Dalam penanganan perkara tersebut, petugas telah menerima laporan polisi, mendatangi lokasi kejadian atau tempat kejadian perkara (TKP), melakukan pemeriksaan awal, serta melaksanakan olah TKP untuk mengumpulkan informasi dan menemukan fakta-fakta yang berkaitan dengan peristiwa tersebut.

Selain itu, terhadap korban juga telah dilakukan pemeriksaan medis melalui pembuatan visum et repertum sebagai bagian dari proses pembuktian. Penyidik juga telah melakukan pemeriksaan terhadap korban serta meminta keterangan dari dua orang saksi yang dinilai mengetahui atau memiliki informasi berkaitan dengan kejadian tersebut.

Serangkaian tindakan tersebut dilakukan sebagai bagian dari proses penyelidikan untuk mengungkap secara terang peristiwa yang dilaporkan, termasuk memastikan kronologi kejadian, pihak-pihak yang terlibat, serta mengumpulkan alat bukti dan keterangan yang diperlukan.

Hingga saat ini, perkara tersebut masih dalam proses penyelidikan. Polres TTU menegaskan bahwa setiap tahapan penanganan perkara akan dilakukan berdasarkan fakta, alat bukti, dan ketentuan hukum yang berlaku. Kepolisian juga tidak akan tergesa-gesa dalam menarik kesimpulan sebelum seluruh rangkaian proses penyelidikan dilakukan secara menyeluruh.

Kapolres TTU AKBP Eliana Papote, S.I.K., M.M., melalui Kasi Humas Polres TTU AKP Anselmus Pera, menegaskan bahwa Polres TTU berkomitmen menangani setiap laporan masyarakat secara profesional, transparan, akuntabel, objektif, dan sesuai prosedur hukum.

“Polres TTU berkomitmen memberikan pelayanan dan penanganan terbaik terhadap setiap laporan masyarakat. Setiap proses penyelidikan dilakukan secara profesional, transparan dan akuntabel berdasarkan fakta serta alat bukti yang diperoleh di lapangan,” tegasnya.

Ia menambahkan, kecepatan dalam merespons laporan masyarakat merupakan bagian penting dari tugas kepolisian. Namun demikian, kecepatan tersebut tetap harus berjalan beriringan dengan ketelitian, objektivitas, serta penghormatan terhadap ketentuan hukum dan asas praduga tak bersalah.

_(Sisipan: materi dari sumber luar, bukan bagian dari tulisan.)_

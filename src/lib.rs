//! # AWS Tool Gateway
//!
//! MCP server exposing AWS operations as schema-described tools:
//! - Declarative parameter specs with coercion, defaults and constraints
//! - Guided diagnostics (alias suggestions, example arguments) on bad input
//! - Bounded polling for asynchronous remote jobs (Athena, Logs Insights)
//! - Parameter pre-flight tool over the frozen registry
//!
//! ## Architecture
//!
//! ```text
//!                     ┌──────────────────────────────────┐
//!   stdin JSON-RPC →  │            McpServer             │  → stdout
//!                     │  ┌────────────────────────────┐  │
//!                     │  │   Gateway / Dispatcher     │  │
//!                     │  │ ┌──────────┐ ┌──────────┐  │  │
//!                     │  │ │ Registry │ │Validator │  │  │
//!                     │  │ └──────────┘ └──────────┘  │  │
//!                     │  └─────────────┬──────────────┘  │
//!                     │      tool handlers ── polling    │
//!                     └────────────────┬─────────────────┘
//!                                      ▼
//!                                AwsApi (AWS CLI)
//! ```

// Enforce strict safety at compile time
#![deny(unsafe_code)]
#![warn(missing_debug_implementations)]
#![warn(rust_2018_idioms)]

pub mod aws;
pub mod gateway;
pub mod mcp;
pub mod polling;
pub mod tools;
pub mod types;

// Internal utilities
pub mod observability;

pub use gateway::{Gateway, InvokeResult};
pub use types::{Config, Error, Result};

Polres TTU juga mengimbau kepada seluruh pihak yang mengetahui atau memiliki informasi terkait perkara tersebut agar dapat memberikan keterangan kepada penyidik secara benar dan bertanggung jawab. Partisipasi masyarakat sangat diperlukan untuk membantu kepolisian mengungkap fakta secara utuh.

“Yang paling utama adalah bagaimana perkara ini dapat ditangani secara terang, objektif dan berdasarkan hukum. Kami memastikan prosesnya berjalan sebagaimana mestinya dan setiap perkembangan akan ditindaklanjuti sesuai kewenangan penyidik,” lanjut Kasi Humas.

Penanganan perkara ini sekaligus menunjukkan komitmen Polres TTU untuk terus membangun kepercayaan masyarakat melalui pelayanan kepolisian yang cepat, responsif, profesional dan berintegritas. Setiap laporan masyarakat menjadi perhatian serius dan akan ditangani sesuai mekanisme hukum yang berlaku.

Polres TTU menegaskan bahwa proses penyelidikan masih berlangsung. Penyidik akan terus mendalami keterangan para pihak, mengumpulkan bukti-bukti pendukung, serta melakukan langkah-langkah lain yang diperlukan guna membuat terang dugaan tindak pidana tersebut.

Dengan langkah cepat sejak laporan diterima, Polres TTU memastikan bahwa penanganan perkara tidak berhenti pada penerimaan laporan semata, tetapi dilanjutkan dengan tindakan nyata di lapangan untuk memberikan kepastian hukum sekaligus menjaga rasa aman dan kepercayaan masyarakat terhadap institusi Polri.